▶ WORK REQUIRED
Could you find every line in the entries below that holds the word "types" and copy it?

Collection entries:
- Opening Delimiter -
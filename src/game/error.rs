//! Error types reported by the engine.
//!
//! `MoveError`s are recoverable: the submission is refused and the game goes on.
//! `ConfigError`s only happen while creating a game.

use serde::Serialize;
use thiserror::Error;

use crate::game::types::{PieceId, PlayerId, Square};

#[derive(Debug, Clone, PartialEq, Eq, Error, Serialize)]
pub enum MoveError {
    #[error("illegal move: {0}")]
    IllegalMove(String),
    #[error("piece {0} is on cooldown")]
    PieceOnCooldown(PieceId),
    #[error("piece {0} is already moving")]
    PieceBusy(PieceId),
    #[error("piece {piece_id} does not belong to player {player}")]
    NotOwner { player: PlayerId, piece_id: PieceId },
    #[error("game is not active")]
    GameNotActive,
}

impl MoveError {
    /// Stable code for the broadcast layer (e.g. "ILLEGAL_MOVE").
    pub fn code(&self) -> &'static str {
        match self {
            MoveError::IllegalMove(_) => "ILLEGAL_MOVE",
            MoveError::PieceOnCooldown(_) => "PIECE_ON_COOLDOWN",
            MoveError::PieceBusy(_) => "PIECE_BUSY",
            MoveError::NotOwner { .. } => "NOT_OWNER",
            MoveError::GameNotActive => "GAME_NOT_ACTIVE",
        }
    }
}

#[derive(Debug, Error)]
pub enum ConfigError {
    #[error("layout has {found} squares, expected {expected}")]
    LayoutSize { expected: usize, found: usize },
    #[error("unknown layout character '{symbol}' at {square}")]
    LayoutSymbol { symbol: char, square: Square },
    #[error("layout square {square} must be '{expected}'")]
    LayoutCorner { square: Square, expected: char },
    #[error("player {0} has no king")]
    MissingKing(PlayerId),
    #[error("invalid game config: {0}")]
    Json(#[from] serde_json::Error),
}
- Closing Delimiter -
- Opening Delimiter -
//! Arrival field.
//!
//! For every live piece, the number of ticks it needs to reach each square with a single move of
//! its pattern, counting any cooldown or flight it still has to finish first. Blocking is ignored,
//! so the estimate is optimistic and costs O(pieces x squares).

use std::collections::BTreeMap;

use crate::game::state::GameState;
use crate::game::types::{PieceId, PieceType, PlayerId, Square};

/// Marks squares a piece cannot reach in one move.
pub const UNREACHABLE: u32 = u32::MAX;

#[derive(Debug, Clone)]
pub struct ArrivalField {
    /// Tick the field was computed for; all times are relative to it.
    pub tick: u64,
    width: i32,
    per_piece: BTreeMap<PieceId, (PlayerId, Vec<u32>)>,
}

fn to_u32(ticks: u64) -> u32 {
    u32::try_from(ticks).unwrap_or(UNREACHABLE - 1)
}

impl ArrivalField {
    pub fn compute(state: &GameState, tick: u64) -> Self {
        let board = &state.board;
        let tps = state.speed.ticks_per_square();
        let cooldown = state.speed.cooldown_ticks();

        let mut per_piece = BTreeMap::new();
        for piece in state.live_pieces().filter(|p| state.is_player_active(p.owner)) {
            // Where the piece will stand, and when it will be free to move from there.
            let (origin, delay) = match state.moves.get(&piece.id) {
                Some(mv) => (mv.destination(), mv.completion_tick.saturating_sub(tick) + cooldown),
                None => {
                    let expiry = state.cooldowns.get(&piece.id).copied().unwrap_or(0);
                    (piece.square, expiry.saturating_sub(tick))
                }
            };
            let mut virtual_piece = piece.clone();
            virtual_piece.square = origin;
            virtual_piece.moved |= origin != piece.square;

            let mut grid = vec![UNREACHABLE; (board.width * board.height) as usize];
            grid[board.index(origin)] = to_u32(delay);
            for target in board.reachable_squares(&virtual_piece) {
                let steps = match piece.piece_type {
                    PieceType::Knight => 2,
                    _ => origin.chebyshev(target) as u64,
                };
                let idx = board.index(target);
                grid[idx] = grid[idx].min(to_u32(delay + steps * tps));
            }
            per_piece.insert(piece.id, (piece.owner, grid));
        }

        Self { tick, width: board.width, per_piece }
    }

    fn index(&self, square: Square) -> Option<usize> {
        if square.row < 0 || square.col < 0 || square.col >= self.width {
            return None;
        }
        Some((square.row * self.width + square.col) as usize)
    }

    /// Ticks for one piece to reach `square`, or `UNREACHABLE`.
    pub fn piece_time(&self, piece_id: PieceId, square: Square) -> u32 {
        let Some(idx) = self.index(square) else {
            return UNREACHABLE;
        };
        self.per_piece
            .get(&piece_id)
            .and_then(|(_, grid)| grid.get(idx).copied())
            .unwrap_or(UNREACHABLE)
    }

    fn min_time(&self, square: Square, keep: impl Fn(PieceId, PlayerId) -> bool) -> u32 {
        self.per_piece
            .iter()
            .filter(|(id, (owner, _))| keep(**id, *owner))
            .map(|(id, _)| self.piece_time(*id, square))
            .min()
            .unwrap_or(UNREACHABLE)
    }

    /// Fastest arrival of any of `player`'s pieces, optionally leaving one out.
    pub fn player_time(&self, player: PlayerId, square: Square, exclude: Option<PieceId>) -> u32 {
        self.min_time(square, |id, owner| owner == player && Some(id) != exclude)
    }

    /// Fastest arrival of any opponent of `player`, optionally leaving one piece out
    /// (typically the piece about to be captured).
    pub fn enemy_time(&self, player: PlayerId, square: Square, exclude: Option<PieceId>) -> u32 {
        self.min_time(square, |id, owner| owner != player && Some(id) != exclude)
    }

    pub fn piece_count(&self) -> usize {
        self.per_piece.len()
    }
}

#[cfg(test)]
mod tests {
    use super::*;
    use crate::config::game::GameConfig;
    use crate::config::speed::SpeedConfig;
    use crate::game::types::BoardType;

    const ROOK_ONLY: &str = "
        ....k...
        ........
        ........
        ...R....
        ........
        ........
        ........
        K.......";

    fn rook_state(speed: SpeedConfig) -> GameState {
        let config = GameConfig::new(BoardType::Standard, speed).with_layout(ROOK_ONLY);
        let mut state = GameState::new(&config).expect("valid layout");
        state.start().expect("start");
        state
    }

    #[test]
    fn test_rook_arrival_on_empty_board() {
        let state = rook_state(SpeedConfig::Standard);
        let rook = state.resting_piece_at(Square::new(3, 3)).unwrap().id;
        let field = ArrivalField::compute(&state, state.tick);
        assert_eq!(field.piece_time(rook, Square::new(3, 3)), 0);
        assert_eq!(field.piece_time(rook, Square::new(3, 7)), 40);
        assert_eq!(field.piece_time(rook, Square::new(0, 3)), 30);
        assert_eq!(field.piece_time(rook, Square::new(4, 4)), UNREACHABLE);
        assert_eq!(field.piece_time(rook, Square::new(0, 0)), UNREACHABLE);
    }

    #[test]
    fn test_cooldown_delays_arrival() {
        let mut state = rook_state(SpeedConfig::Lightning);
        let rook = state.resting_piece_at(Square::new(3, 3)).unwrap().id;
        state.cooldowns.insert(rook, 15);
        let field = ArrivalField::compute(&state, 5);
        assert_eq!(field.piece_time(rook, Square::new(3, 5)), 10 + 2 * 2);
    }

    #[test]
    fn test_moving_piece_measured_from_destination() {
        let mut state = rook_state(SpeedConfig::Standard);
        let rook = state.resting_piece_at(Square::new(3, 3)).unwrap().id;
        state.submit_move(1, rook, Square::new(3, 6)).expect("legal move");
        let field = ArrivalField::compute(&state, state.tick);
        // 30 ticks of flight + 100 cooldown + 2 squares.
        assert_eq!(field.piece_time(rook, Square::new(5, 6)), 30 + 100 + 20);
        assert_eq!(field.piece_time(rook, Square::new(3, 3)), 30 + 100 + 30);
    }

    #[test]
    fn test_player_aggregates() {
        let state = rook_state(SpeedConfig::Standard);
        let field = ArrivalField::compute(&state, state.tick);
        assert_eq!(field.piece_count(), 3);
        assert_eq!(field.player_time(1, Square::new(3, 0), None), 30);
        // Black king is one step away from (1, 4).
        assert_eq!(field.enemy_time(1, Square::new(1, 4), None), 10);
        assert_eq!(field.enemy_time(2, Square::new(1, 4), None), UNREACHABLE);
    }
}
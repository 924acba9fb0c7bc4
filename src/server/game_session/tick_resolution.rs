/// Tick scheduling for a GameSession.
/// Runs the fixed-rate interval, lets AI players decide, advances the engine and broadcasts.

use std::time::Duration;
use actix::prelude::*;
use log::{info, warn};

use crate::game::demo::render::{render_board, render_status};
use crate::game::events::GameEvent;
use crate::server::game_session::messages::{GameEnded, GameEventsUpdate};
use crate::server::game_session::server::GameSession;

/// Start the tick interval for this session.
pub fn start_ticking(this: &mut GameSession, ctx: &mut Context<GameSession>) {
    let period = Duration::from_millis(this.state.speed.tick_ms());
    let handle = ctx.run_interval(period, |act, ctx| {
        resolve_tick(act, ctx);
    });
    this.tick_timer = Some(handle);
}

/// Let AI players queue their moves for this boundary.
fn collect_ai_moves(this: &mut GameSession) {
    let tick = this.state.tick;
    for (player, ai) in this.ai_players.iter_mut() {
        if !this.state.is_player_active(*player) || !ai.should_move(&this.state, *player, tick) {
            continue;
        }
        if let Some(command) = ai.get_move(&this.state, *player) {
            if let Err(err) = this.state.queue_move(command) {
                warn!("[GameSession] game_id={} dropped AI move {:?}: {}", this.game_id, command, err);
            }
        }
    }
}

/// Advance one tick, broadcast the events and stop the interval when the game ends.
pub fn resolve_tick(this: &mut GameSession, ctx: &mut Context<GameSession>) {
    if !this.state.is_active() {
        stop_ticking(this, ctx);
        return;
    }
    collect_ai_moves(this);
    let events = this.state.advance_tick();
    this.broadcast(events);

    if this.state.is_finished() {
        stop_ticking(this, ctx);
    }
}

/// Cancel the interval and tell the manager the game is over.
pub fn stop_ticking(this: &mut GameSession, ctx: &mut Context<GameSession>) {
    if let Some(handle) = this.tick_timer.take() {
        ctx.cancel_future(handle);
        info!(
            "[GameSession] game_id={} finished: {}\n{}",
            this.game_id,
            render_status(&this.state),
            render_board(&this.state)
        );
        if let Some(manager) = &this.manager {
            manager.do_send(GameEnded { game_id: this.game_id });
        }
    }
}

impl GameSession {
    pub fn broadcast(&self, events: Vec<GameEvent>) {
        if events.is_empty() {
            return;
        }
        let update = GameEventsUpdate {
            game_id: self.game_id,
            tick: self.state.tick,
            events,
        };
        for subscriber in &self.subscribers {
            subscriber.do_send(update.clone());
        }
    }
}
- Closing Delimiter -
▶ ANSWER FOR THIS EXERCISE
//! Error types reported by the engine.
use crate::game::types::{PieceId, PlayerId, Square};
use crate::game::types::{PieceId, PieceType, PlayerId, Square};
    use crate::game::types::BoardType;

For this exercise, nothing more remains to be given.